(Editor’s note: I’m still in the middle of new-house-hell but David Ma – who writes one of my favorite music blogs, Nerdtorious – graciously contributed a guest post. I gave him a simple concept to go with – “what’s the last album that really grabbed your attention?” Here’s what he had to say. –O.W.)

    Paul Parrish: English Sparrows
    Tiny Alice
    I Can’t Help Myself
    From The Forest of My Mind (MFS, 1968)

    I’m honored to contribute to Soul-Sides, an audio blog that’s been influential on my own work and, through the years, still sucker-punches me with quality. I was asked to write about the last record that grabbed me and hopefully it’ll grab Soul-Siders too.

    I’m not a psych expert by any means, but I know what I like. In this case, Paul Parrish’s The Forest of My Mind brings the goods through great arrangements and lush apexes—courtesy of Dennis Coffey no less. Coffey’s influence is obvious as drums and guitars sit high in the mix, second only to the vocals, with all kinds of kitschy touches thrown in. Like his impressive mustache, this record is thick and homegrown, all penned by Parrish besides two covers that round out each side. While Forest… is of the Electric Kool Aid era, it never comes off novelty or too indulgent. Think Donovan on shrooms, cutting an earnest record.

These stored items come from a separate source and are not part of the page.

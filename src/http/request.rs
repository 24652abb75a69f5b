//! Request-side helpers.
//!
//! # Responsibilities
//! - Generate a unique request ID (UUID v4) for every inbound request
//! - Expose query parameters by name to handlers
//!
//! # Design Decisions
//! - Request ID added as early as possible for tracing
//! - A caller-supplied `x-request-id` is kept as-is
//! - Query lookup never rejects: malformed pairs are skipped, first value wins

use std::borrow::Cow;
use std::convert::Infallible;

use axum::{
    extract::FromRequestParts,
    http::{request::Parts, HeaderValue, Request},
};
use tower_http::request_id::{MakeRequestId, RequestId};
use url::form_urlencoded;
use uuid::Uuid;

pub const X_REQUEST_ID: &str = "x-request-id";

/// Generates `x-request-id` values.
#[derive(Debug, Clone, Copy, Default)]
pub struct MakeRequestUuidV4;

impl MakeRequestId for MakeRequestUuidV4 {
    fn make_request_id<B>(&mut self, _request: &Request<B>) -> Option<RequestId> {
        let id = Uuid::new_v4().to_string();
        HeaderValue::from_str(&id).ok().map(RequestId::new)
    }
}

/// Raw query string of a request with by-name lookup.
#[derive(Debug, Clone, Default)]
pub struct QueryParams {
    raw: Option<String>,
}

impl QueryParams {
    pub fn new(raw: Option<&str>) -> Self {
        Self {
            raw: raw.map(str::to_owned),
        }
    }

    /// First value of `name`, percent-decoded.
    pub fn get(&self, name: &str) -> Option<Cow<'_, str>> {
        let raw = self.raw.as_deref()?;
        form_urlencoded::parse(raw.as_bytes())
            .find(|(key, _)| key == name)
            .map(|(_, value)| value)
    }
}

impl<S> FromRequestParts<S> for QueryParams
where
    S: Send + Sync,
{
    type Rejection = Infallible;

    async fn from_request_parts(parts: &mut Parts, _state: &S) -> Result<Self, Self::Rejection> {
        Ok(Self::new(parts.uri.query()))
    }
}

#[cfg(test)]
mod tests {
    use super::*;

    #[test]
    fn decodes_and_takes_first_value() {
        let query = QueryParams::new(Some("url=http%3A%2F%2Fa.test%2Fx%3Fq%3D1&url=http://b.test"));
        assert_eq!(query.get("url").as_deref(), Some("http://a.test/x?q=1"));
    }

    #[test]
    fn absent_and_empty_values() {
        assert_eq!(QueryParams::new(None).get("url"), None);
        assert_eq!(QueryParams::new(Some("other=1")).get("url"), None);
        assert_eq!(QueryParams::new(Some("url=")).get("url").as_deref(), Some(""));
        assert_eq!(QueryParams::new(Some("url")).get("url").as_deref(), Some(""));
    }

    #[test]
    fn request_ids_are_unique() {
        let request = Request::new(());
        let mut make = MakeRequestUuidV4;
        let a = make.make_request_id(&request).unwrap();
        let b = make.make_request_id(&request).unwrap();
        assert_ne!(a.header_value(), b.header_value());
    }
}
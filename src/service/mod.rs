//! Static service records.
//!
//! `/` describes the gateway and its endpoints; `/health` is a liveness
//! probe. Neither has failure modes.

pub mod descriptor;
pub mod health;

pub use descriptor::RootRecord;
pub use health::HealthRecord;
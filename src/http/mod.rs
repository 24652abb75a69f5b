//! HTTP protocol handling subsystem.
//!
//! # Data Flow
//! ```text
//! TCP connection
//!     → server.rs (Axum router, middleware stack)
//!     → request.rs (request ID, query lookup)
//!     → handler: service records or proxy core
//!     → response.rs (JSON error records)
//!     → Send to client
//! ```

pub mod request;
pub mod response;
pub mod server;

pub use request::{MakeRequestUuidV4, QueryParams, X_REQUEST_ID};
pub use response::ErrorRecord;
pub use server::{AppState, HttpServer};
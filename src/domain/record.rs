/// CompletionRecord entity for tracking habit completions
///
/// This module defines the CompletionRecord struct that represents one habit
/// being marked done on one calendar day. At most one record exists per
/// (habit, day) pair; the ledger enforces that invariant on insert.

use chrono::NaiveDate;
use serde::{Deserialize, Serialize};

use crate::domain::{HabitId, UserId};

/// A record of one habit completed on one calendar day
///
/// The date carries no time-of-day component and is always the user-local
/// calendar day (see the calendar module). Records arriving from upstream
/// may be unordered and may contain duplicates; every consumer deduplicates
/// before counting.
#[derive(Debug, Clone, PartialEq, Eq, Hash, Serialize, Deserialize)]
pub struct CompletionRecord {
    /// Which habit was completed
    pub habit_id: HabitId,
    /// Which user owns the habit
    pub user_id: UserId,
    /// The local calendar day the completion was for
    pub date: NaiveDate,
}

impl CompletionRecord {
    /// Create a new completion record
    pub fn new(habit_id: HabitId, user_id: UserId, date: NaiveDate) -> Self {
        Self {
            habit_id,
            user_id,
            date,
        }
    }
}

    The first track, “English Sparrows”, best represents it as a whole. It grabs you from the get-go with swooping strings and its mellow groove. Like the entire record, more elements emerge on repeated listens. This track was the impetus for my obsession with this record.

    The next song, “Tiny Alice”, opens side-b. No trippy imagery, just Parrish begging his lady to “come back home tiny Alice.” All the harmonies, drum fills, and tension-building strings precede a melodic, carnival-esque chorus.

    The record’s final cut covers The Four Tops’ “I Can’t Help Myself”. It’s fitting since the record, like Parrish (and Dennis Coffey) are both from Detroit. It’s tepid compared to the original (like Jay-Z once said: “Your voice too light!”) but it rounds the album out in a fun way. This is definitely on a pre-Mayer Hawthorne tip.

    This was the last record to strike me and wouldn’t have been possible without heads hipping me to it (thanks Maurice!). A folky-psych project like this (with a Beatles and Motown cover) could’ve easily fell on its sword but doesn’t. The tight arrangements keep it fresh and Parrish, whose career remained lost in the woods so to speak, never oversteps his place.